Aim of the task —
From the top of the entries below through the line containing "use crate::request::RequestInit;", return every line exactly as written, please, and stop there.

Records Start Marker

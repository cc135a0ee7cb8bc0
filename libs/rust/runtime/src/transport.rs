//! Transport abstraction.
//!
//! A [`Transport`] performs exactly one HTTP exchange. The [`Fetcher`] pairs a
//! transport with the timeout guard; it is the handle middleware receives when
//! it needs to issue requests of its own.

use std::fmt;
use std::sync::Arc;

use async_trait::async_trait;

use crate::error::{ApiError, TransportError};
use crate::request::RequestInit;
use crate::response::RawResponse;
use crate::timeout::TimeoutGuard;

/// Performs a single HTTP exchange.
///
/// Implementations must be cancel-safe: the timeout guard drops the returned
/// future when the deadline elapses.
#[async_trait]
pub trait Transport: Send + Sync {
    /// Send `init` to `url` and buffer the response.
    async fn send(&self, url: &str, init: &RequestInit) -> Result<RawResponse, TransportError>;
}

/// Timeout-guarded access to a transport.
#[derive(Clone)]
pub struct Fetcher {
    transport: Arc<dyn Transport>,
    guard: TimeoutGuard,
}

impl Fetcher {
    /// Creates a new fetcher.
    #[must_use]
    pub fn new(transport: Arc<dyn Transport>, guard: TimeoutGuard) -> Self {
        Self { transport, guard }
    }

    /// Perform one exchange under the timeout guard.
    ///
    /// # Errors
    ///
    /// Returns [`ApiError::Timeout`] or [`ApiError::Transport`].
    pub async fn fetch(&self, url: &str, init: &RequestInit) -> Result<RawResponse, ApiError> {
        self.guard.guard(self.transport.send(url, init)).await
    }

    /// The timeout guard in use.
    #[must_use]
    pub const fn timeout(&self) -> TimeoutGuard {
        self.guard
    }
}

impl fmt::Debug for Fetcher {
    fn fmt(&self, f: &mut fmt::Formatter<'_>) -> fmt::Result {
        f.debug_struct("Fetcher")
            .field("timeout", &self.guard.duration())
            .finish_non_exhaustive()
    }
}
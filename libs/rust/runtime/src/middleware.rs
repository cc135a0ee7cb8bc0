//! Middleware chain.
//!
//! A middleware can rewrite the outgoing request (`pre`), rewrite a response
//! (`post`), or recover from a failed exchange (`on_error`). Each hook returns
//! `Ok(None)` to leave things as they are or `Ok(Some(_))` to substitute a
//! replacement for the rest of the chain. Hooks run sequentially in
//! registration order.

use std::collections::BTreeMap;
use std::fmt;
use std::sync::Arc;

use async_trait::async_trait;
use base64::Engine;
use base64::engine::general_purpose::URL_SAFE_NO_PAD;
use reqwest::header::{AUTHORIZATION, HeaderName, HeaderValue};
use serde::Serialize;
use tracing::debug;

use crate::error::ApiError;
use crate::request::{FetchParams, RequestInit};
use crate::response::RawResponse;
use crate::transport::Fetcher;

/// Header carrying base64url-encoded client information.
pub const CLIENT_TELEMETRY_HEADER: &str = "client-telemetry";

/// Context for the pre-request phase.
#[derive(Debug)]
pub struct RequestContext<'a> {
    /// Timeout-guarded transport handle
    pub fetch: &'a Fetcher,
    /// Current URL
    pub url: &'a str,
    /// Current request options
    pub init: &'a RequestInit,
}

/// Context for the post-response phase.
#[derive(Debug)]
pub struct ResponseContext<'a> {
    /// Timeout-guarded transport handle
    pub fetch: &'a Fetcher,
    /// URL that was requested
    pub url: &'a str,
    /// Options that were sent
    pub init: &'a RequestInit,
    /// Copy of the current response
    pub response: RawResponse,
}

/// Context for the error phase.
#[derive(Debug)]
pub struct ErrorContext<'a> {
    /// Timeout-guarded transport handle
    pub fetch: &'a Fetcher,
    /// URL that was requested
    pub url: &'a str,
    /// Options that were sent
    pub init: &'a RequestInit,
    /// The failure after retries were exhausted
    pub error: &'a ApiError,
    /// Copy of the recovery response supplied by an earlier hook, if any
    pub response: Option<RawResponse>,
}

/// Request lifecycle interceptor.
///
/// All hooks are optional; the defaults change nothing.
#[async_trait]
pub trait Middleware: Send + Sync {
    /// Rewrite the URL and options before the exchange.
    async fn pre(&self, _context: RequestContext<'_>) -> Result<Option<FetchParams>, ApiError> {
        Ok(None)
    }

    /// Rewrite a response before it reaches the caller.
    async fn post(&self, _context: ResponseContext<'_>) -> Result<Option<RawResponse>, ApiError> {
        Ok(None)
    }

    /// Supply a response in place of a failed exchange.
    async fn on_error(&self, _context: ErrorContext<'_>) -> Result<Option<RawResponse>, ApiError> {
        Ok(None)
    }
}

/// Ordered list of middleware.
#[derive(Clone, Default)]
pub struct MiddlewareChain {
    middleware: Vec<Arc<dyn Middleware>>,
}

impl MiddlewareChain {
    /// Creates a chain from middleware in registration order.
    #[must_use]
    pub fn new(middleware: Vec<Arc<dyn Middleware>>) -> Self {
        Self { middleware }
    }

    /// Number of registered middleware.
    #[must_use]
    pub fn len(&self) -> usize {
        self.middleware.len()
    }

    /// Whether the chain is empty.
    #[must_use]
    pub fn is_empty(&self) -> bool {
        self.middleware.is_empty()
    }

    /// Run every `pre` hook; each sees the params produced by the previous one.
    ///
    /// # Errors
    ///
    /// Propagates the first hook failure.
    pub async fn run_pre(&self, fetch: &Fetcher, mut params: FetchParams) -> Result<FetchParams, ApiError> {
        for middleware in &self.middleware {
            let replacement = middleware
                .pre(RequestContext {
                    fetch,
                    url: &params.url,
                    init: &params.init,
                })
                .await?;
            if let Some(replacement) = replacement {
                params = replacement;
            }
        }
        Ok(params)
    }

    /// Run every `post` hook on a copy of the current response.
    ///
    /// # Errors
    ///
    /// Propagates the first hook failure.
    pub async fn run_post(
        &self,
        fetch: &Fetcher,
        params: &FetchParams,
        mut response: RawResponse,
    ) -> Result<RawResponse, ApiError> {
        for middleware in &self.middleware {
            let replacement = middleware
                .post(ResponseContext {
                    fetch,
                    url: &params.url,
                    init: &params.init,
                    response: response.clone(),
                })
                .await?;
            if let Some(replacement) = replacement {
                response = replacement;
            }
        }
        Ok(response)
    }

    /// Run every `on_error` hook; each sees the recovery supplied so far and
    /// the last supplied response wins.
    ///
    /// # Errors
    ///
    /// Propagates the first hook failure.
    pub async fn run_on_error(
        &self,
        fetch: &Fetcher,
        params: &FetchParams,
        error: &ApiError,
    ) -> Result<Option<RawResponse>, ApiError> {
        let mut response = None;
        for middleware in &self.middleware {
            let replacement = middleware
                .on_error(ErrorContext {
                    fetch,
                    url: &params.url,
                    init: &params.init,
                    error,
                    response: response.clone(),
                })
                .await?;
            if replacement.is_some() {
                debug!("Middleware supplied a recovery response");
                response = replacement;
            }
        }
        Ok(response)
    }
}

impl fmt::Debug for MiddlewareChain {
    fn fmt(&self, f: &mut fmt::Formatter<'_>) -> fmt::Result {
        f.debug_struct("MiddlewareChain")
            .field("len", &self.middleware.len())
            .finish()
    }
}

/// Client name, version and environment reported with every request.
#[derive(Debug, Clone, Serialize, PartialEq, Eq)]
pub struct ClientInfo {
    /// Client library name
    pub name: String,
    /// Client library version
    pub version: String,
    /// Runtime environment details
    pub env: BTreeMap<String, String>,
}

impl Default for ClientInfo {
    fn default() -> Self {
        let mut env = BTreeMap::new();
        env.insert("os".to_string(), std::env::consts::OS.to_string());
        env.insert("arch".to_string(), std::env::consts::ARCH.to_string());
        Self {
            name: env!("CARGO_PKG_NAME").to_string(),
            version: env!("CARGO_PKG_VERSION").to_string(),
            env,
        }
    }
}

/// Adds the client telemetry header to every request.
#[derive(Debug, Clone, Default)]
pub struct TelemetryMiddleware {
    client_info: ClientInfo,
}

impl TelemetryMiddleware {
    /// Creates a telemetry middleware reporting `client_info`.
    #[must_use]
    pub const fn new(client_info: ClientInfo) -> Self {
        Self { client_info }
    }

    /// Encoded header value; `None` when the client name is empty.
    ///
    /// # Errors
    ///
    /// Returns an error if the client info cannot be serialized.
    pub fn header_value(&self) -> Result<Option<HeaderValue>, ApiError> {
        if self.client_info.name.is_empty() {
            return Ok(None);
        }
        let json = serde_json::to_vec(&self.client_info)?;
        let encoded = URL_SAFE_NO_PAD.encode(json);
        HeaderValue::from_str(&encoded)
            .map(Some)
            .map_err(|e| ApiError::middleware(format!("telemetry header: {e}")))
    }
}

#[async_trait]
impl Middleware for TelemetryMiddleware {
    async fn pre(&self, context: RequestContext<'_>) -> Result<Option<FetchParams>, ApiError> {
        let Some(value) = self.header_value()? else {
            return Ok(None);
        };
        let mut init = context.init.clone();
        init.headers
            .insert(HeaderName::from_static(CLIENT_TELEMETRY_HEADER), value);
        Ok(Some(FetchParams {
            url: context.url.to_string(),
            init,
        }))
    }
}

/// Supplies access tokens for the bearer token middleware.
#[async_trait]
pub trait TokenProvider: Send + Sync {
    /// Return a currently valid access token.
    async fn access_token(&self) -> Result<String, ApiError>;
}

/// A fixed, pre-obtained access token.
#[derive(Clone)]
pub struct StaticTokenProvider {
    token: String,
}

impl StaticTokenProvider {
    /// Creates a provider that always returns `token`.
    #[must_use]
    pub fn new(token: impl Into<String>) -> Self {
        Self {
            token: token.into(),
        }
    }
}

impl fmt::Debug for StaticTokenProvider {
    fn fmt(&self, f: &mut fmt::Formatter<'_>) -> fmt::Result {
        f.debug_struct("StaticTokenProvider")
            .field("token", &"[REDACTED]")
            .finish()
    }
}

#[async_trait]
impl TokenProvider for StaticTokenProvider {
    async fn access_token(&self) -> Result<String, ApiError> {
        Ok(self.token.clone())
    }
}

/// Adds `Authorization: Bearer <token>` to every request.
#[derive(Clone)]
pub struct BearerTokenMiddleware {
    provider: Arc<dyn TokenProvider>,
}

impl BearerTokenMiddleware {
    /// Creates a middleware drawing tokens from `provider`.
    #[must_use]
    pub fn new(provider: Arc<dyn TokenProvider>) -> Self {
        Self { provider }
    }
}

impl fmt::Debug for BearerTokenMiddleware {
    fn fmt(&self, f: &mut fmt::Formatter<'_>) -> fmt::Result {
        f.debug_struct("BearerTokenMiddleware").finish_non_exhaustive()
    }
}

#[async_trait]
impl Middleware for BearerTokenMiddleware {
    async fn pre(&self, context: RequestContext<'_>) -> Result<Option<FetchParams>, ApiError> {
        let token = self.provider.access_token().await?;
        let mut value = HeaderValue::from_str(&format!("Bearer {token}"))
            .map_err(|e| ApiError::middleware(format!("authorization header: {e}")))?;
        value.set_sensitive(true);

        let mut init = context.init.clone();
        init.headers.insert(AUTHORIZATION, value);
        Ok(Some(FetchParams {
            url: context.url.to_string(),
            init,
        }))
    }
}

#[cfg(test)]
mod tests {
    use super::*;
    use crate::error::TransportError;
    use crate::timeout::TimeoutGuard;
    use crate::transport::Transport;
    use reqwest::header::HeaderMap;
    use reqwest::{Method, StatusCode};

    struct NeverTransport;

    #[async_trait]
    impl Transport for NeverTransport {
        async fn send(&self, _url: &str, _init: &RequestInit) -> Result<RawResponse, TransportError> {
            Err(TransportError::connection("unused"))
        }
    }

    struct RewriteUrl(&'static str);

    #[async_trait]
    impl Middleware for RewriteUrl {
        async fn pre(&self, context: RequestContext<'_>) -> Result<Option<FetchParams>, ApiError> {
            Ok(Some(FetchParams {
                url: format!("{}{}", context.url, self.0),
                init: context.init.clone(),
            }))
        }
    }

    struct Passive;

    #[async_trait]
    impl Middleware for Passive {}

    struct Recover(StatusCode);

    #[async_trait]
    impl Middleware for Recover {
        async fn on_error(&self, _context: ErrorContext<'_>) -> Result<Option<RawResponse>, ApiError> {
            Ok(Some(RawResponse::new(self.0, HeaderMap::new(), vec![])))
        }
    }

    #[derive(Default)]
    struct SeenRecovery(std::sync::Mutex<Vec<Option<StatusCode>>>);

    #[async_trait]
    impl Middleware for SeenRecovery {
        async fn on_error(&self, context: ErrorContext<'_>) -> Result<Option<RawResponse>, ApiError> {
            let status = context.response.as_ref().map(RawResponse::status);
            if let Ok(mut seen) = self.0.lock() {
                seen.push(status);
            }
            Ok(None)
        }
    }

    fn fetcher() -> Fetcher {
        Fetcher::new(Arc::new(NeverTransport), TimeoutGuard::default())
    }

    fn params() -> FetchParams {
        FetchParams {
            url: "https://tenant.example.com".to_string(),
            init: RequestInit {
                method: Method::GET,
                headers: HeaderMap::new(),
                body: None,
            },
        }
    }

    #[tokio::test]
    async fn test_pre_folds_in_registration_order() {
        let chain = MiddlewareChain::new(vec![
            Arc::new(RewriteUrl("/a")),
            Arc::new(Passive),
            Arc::new(RewriteUrl("/b")),
        ]);
        let params = chain.run_pre(&fetcher(), params()).await.unwrap();
        assert_eq!(params.url, "https://tenant.example.com/a/b");
    }

    #[tokio::test]
    async fn test_on_error_without_recovery_returns_none() {
        let chain = MiddlewareChain::new(vec![Arc::new(Passive)]);
        let error = ApiError::from(TransportError::connection("reset"));
        let recovered = chain.run_on_error(&fetcher(), &params(), &error).await.unwrap();
        assert!(recovered.is_none());
    }

    #[tokio::test]
    async fn test_on_error_later_recovery_wins() {
        let seen = Arc::new(SeenRecovery::default());
        let chain = MiddlewareChain::new(vec![
            seen.clone(),
            Arc::new(Recover(StatusCode::OK)),
            seen.clone(),
            Arc::new(Recover(StatusCode::ACCEPTED)),
            seen.clone(),
        ]);
        let error = ApiError::from(TransportError::connection("reset"));
        let recovered = chain.run_on_error(&fetcher(), &params(), &error).await.unwrap();

        assert_eq!(recovered.unwrap().status(), StatusCode::ACCEPTED);
        assert_eq!(
            *seen.0.lock().unwrap(),
            vec![None, Some(StatusCode::OK), Some(StatusCode::ACCEPTED)]
        );
    }

    #[tokio::test]
    async fn test_telemetry_header_is_base64url_json() {
        let chain = MiddlewareChain::new(vec![Arc::new(TelemetryMiddleware::default())]);
        let params = chain.run_pre(&fetcher(), params()).await.unwrap();

        let header = params.init.headers[CLIENT_TELEMETRY_HEADER].to_str().unwrap();
        let decoded = URL_SAFE_NO_PAD.decode(header).unwrap();
        let info: serde_json::Value = serde_json::from_slice(&decoded).unwrap();
        assert_eq!(info["name"], env!("CARGO_PKG_NAME"));
        assert_eq!(info["version"], env!("CARGO_PKG_VERSION"));
    }

    #[tokio::test]
    async fn test_telemetry_skipped_without_name() {
        let middleware = TelemetryMiddleware::new(ClientInfo {
            name: String::new(),
            version: "1".to_string(),
            env: BTreeMap::new(),
        });
        assert!(middleware.header_value().unwrap().is_none());
    }

    #[tokio::test]
    async fn test_bearer_token_header() {
        let chain = MiddlewareChain::new(vec![Arc::new(BearerTokenMiddleware::new(Arc::new(
            StaticTokenProvider::new("abc.def"),
        )))]);
        let params = chain.run_pre(&fetcher(), params()).await.unwrap();
        assert_eq!(params.init.headers[AUTHORIZATION], "Bearer abc.def");
        assert!(params.init.headers[AUTHORIZATION].is_sensitive());
    }

    #[test]
    fn test_static_token_debug_is_redacted() {
        let provider = StaticTokenProvider::new("secret-token");
        assert!(!format!("{provider:?}").contains("secret-token"));
    }
}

Records End Marker

Reply to the task —
repository cc135a0ee7cb8bc0
filename libs/rust/runtime/src/transport.rs
//! Transport abstraction.
//!
//! A [`Transport`] performs exactly one HTTP exchange. The [`Fetcher`] pairs a
//! transport with the timeout guard; it is the handle middleware receives when
//! it needs to issue requests of its own.

use std::fmt;
use std::sync::Arc;

use async_trait::async_trait;

use crate::error::{ApiError, TransportError};
use crate::request::RequestInit;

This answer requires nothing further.